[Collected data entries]

####################

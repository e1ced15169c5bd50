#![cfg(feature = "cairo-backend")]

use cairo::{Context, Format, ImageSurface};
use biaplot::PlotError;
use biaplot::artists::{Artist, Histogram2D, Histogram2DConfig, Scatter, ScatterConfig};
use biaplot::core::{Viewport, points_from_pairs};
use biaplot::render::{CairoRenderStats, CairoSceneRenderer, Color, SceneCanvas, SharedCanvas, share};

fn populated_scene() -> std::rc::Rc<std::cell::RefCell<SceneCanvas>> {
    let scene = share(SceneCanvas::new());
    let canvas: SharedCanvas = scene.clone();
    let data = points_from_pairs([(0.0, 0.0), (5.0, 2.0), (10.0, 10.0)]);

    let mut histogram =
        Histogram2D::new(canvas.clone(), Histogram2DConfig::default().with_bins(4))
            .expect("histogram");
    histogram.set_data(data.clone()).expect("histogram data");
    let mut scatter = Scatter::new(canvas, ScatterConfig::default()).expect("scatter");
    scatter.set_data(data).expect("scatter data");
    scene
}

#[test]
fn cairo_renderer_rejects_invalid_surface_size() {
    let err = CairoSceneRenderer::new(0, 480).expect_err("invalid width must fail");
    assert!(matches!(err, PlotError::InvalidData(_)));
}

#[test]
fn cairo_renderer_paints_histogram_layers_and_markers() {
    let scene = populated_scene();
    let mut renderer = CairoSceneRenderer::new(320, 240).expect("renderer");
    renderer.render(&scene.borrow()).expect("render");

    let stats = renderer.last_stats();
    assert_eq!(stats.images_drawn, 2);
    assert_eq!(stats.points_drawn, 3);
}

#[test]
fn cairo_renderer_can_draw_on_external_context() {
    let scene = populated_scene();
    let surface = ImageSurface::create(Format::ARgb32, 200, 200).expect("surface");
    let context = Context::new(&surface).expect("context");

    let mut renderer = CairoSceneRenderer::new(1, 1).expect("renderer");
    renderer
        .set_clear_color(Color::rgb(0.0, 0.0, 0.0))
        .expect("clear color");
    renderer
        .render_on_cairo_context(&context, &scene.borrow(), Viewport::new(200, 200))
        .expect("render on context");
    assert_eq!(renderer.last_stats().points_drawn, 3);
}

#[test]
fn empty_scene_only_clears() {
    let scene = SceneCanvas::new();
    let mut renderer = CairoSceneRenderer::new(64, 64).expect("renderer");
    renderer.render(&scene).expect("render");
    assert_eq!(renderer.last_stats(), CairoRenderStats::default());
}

####################

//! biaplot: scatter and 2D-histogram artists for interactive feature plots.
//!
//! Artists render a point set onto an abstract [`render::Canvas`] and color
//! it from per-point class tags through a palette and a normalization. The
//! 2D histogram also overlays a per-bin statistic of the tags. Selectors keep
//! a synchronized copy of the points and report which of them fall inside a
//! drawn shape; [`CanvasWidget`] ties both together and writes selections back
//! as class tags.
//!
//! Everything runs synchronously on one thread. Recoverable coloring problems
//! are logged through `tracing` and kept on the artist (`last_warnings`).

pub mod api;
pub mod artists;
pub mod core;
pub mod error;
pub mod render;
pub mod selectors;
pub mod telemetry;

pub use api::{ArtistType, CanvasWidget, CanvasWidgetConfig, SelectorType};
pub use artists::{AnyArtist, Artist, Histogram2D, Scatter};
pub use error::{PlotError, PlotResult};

####################

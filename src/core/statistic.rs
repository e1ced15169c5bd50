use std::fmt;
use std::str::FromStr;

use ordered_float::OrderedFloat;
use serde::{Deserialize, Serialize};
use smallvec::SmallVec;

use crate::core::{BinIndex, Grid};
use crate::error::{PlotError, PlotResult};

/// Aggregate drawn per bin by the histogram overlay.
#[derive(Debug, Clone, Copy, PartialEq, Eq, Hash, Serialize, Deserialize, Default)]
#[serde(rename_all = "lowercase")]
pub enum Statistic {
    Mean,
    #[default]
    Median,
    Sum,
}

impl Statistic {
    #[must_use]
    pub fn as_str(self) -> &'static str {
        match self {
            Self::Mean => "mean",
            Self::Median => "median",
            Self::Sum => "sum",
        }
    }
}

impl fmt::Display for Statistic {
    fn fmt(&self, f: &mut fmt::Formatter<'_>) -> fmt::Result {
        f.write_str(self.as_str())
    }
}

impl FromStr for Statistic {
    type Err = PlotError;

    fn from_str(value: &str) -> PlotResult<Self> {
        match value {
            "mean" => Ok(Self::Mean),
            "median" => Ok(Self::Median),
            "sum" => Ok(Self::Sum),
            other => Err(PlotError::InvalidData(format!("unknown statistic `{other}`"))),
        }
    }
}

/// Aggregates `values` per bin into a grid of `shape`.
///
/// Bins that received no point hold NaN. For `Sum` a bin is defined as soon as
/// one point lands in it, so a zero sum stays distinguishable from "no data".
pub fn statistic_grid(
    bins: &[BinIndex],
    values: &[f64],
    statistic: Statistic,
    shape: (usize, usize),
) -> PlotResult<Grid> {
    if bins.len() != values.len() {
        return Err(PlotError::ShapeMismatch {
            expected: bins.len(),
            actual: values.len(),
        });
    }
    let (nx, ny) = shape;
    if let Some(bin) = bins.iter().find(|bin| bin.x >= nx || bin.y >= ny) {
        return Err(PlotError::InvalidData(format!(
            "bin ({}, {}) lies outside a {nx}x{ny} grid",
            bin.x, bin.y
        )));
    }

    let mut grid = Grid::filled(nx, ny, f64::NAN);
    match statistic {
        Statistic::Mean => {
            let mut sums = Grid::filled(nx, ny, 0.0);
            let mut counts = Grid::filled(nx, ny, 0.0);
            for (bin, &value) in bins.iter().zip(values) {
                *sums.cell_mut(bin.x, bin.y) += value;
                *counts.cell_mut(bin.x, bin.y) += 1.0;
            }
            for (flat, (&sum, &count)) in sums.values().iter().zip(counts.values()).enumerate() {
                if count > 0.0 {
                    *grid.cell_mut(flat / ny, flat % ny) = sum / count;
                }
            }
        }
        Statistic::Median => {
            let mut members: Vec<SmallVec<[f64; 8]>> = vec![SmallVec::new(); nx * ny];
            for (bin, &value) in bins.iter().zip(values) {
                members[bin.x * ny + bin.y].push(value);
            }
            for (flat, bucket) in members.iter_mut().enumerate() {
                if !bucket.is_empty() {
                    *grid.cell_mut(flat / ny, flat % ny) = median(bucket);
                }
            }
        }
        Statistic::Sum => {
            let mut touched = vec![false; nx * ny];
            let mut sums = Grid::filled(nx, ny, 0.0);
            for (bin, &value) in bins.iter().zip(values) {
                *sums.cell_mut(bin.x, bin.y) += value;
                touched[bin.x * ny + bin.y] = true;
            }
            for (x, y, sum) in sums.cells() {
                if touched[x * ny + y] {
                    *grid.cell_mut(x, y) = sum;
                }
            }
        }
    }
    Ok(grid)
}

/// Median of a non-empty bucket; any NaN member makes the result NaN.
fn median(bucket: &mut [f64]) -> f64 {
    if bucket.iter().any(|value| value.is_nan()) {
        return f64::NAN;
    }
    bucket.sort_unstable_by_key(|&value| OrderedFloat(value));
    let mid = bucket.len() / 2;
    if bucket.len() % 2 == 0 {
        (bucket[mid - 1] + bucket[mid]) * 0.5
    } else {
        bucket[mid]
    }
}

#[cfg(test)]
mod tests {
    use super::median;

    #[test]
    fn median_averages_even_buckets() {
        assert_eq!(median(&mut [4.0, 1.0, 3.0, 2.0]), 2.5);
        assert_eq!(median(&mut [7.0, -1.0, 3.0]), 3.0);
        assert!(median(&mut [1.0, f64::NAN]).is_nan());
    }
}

####################

Nothing but a number is expected: the count of lines in the data that include the word "Serialize".

▶ **SOLUTION TO THE PROBLEM**: 2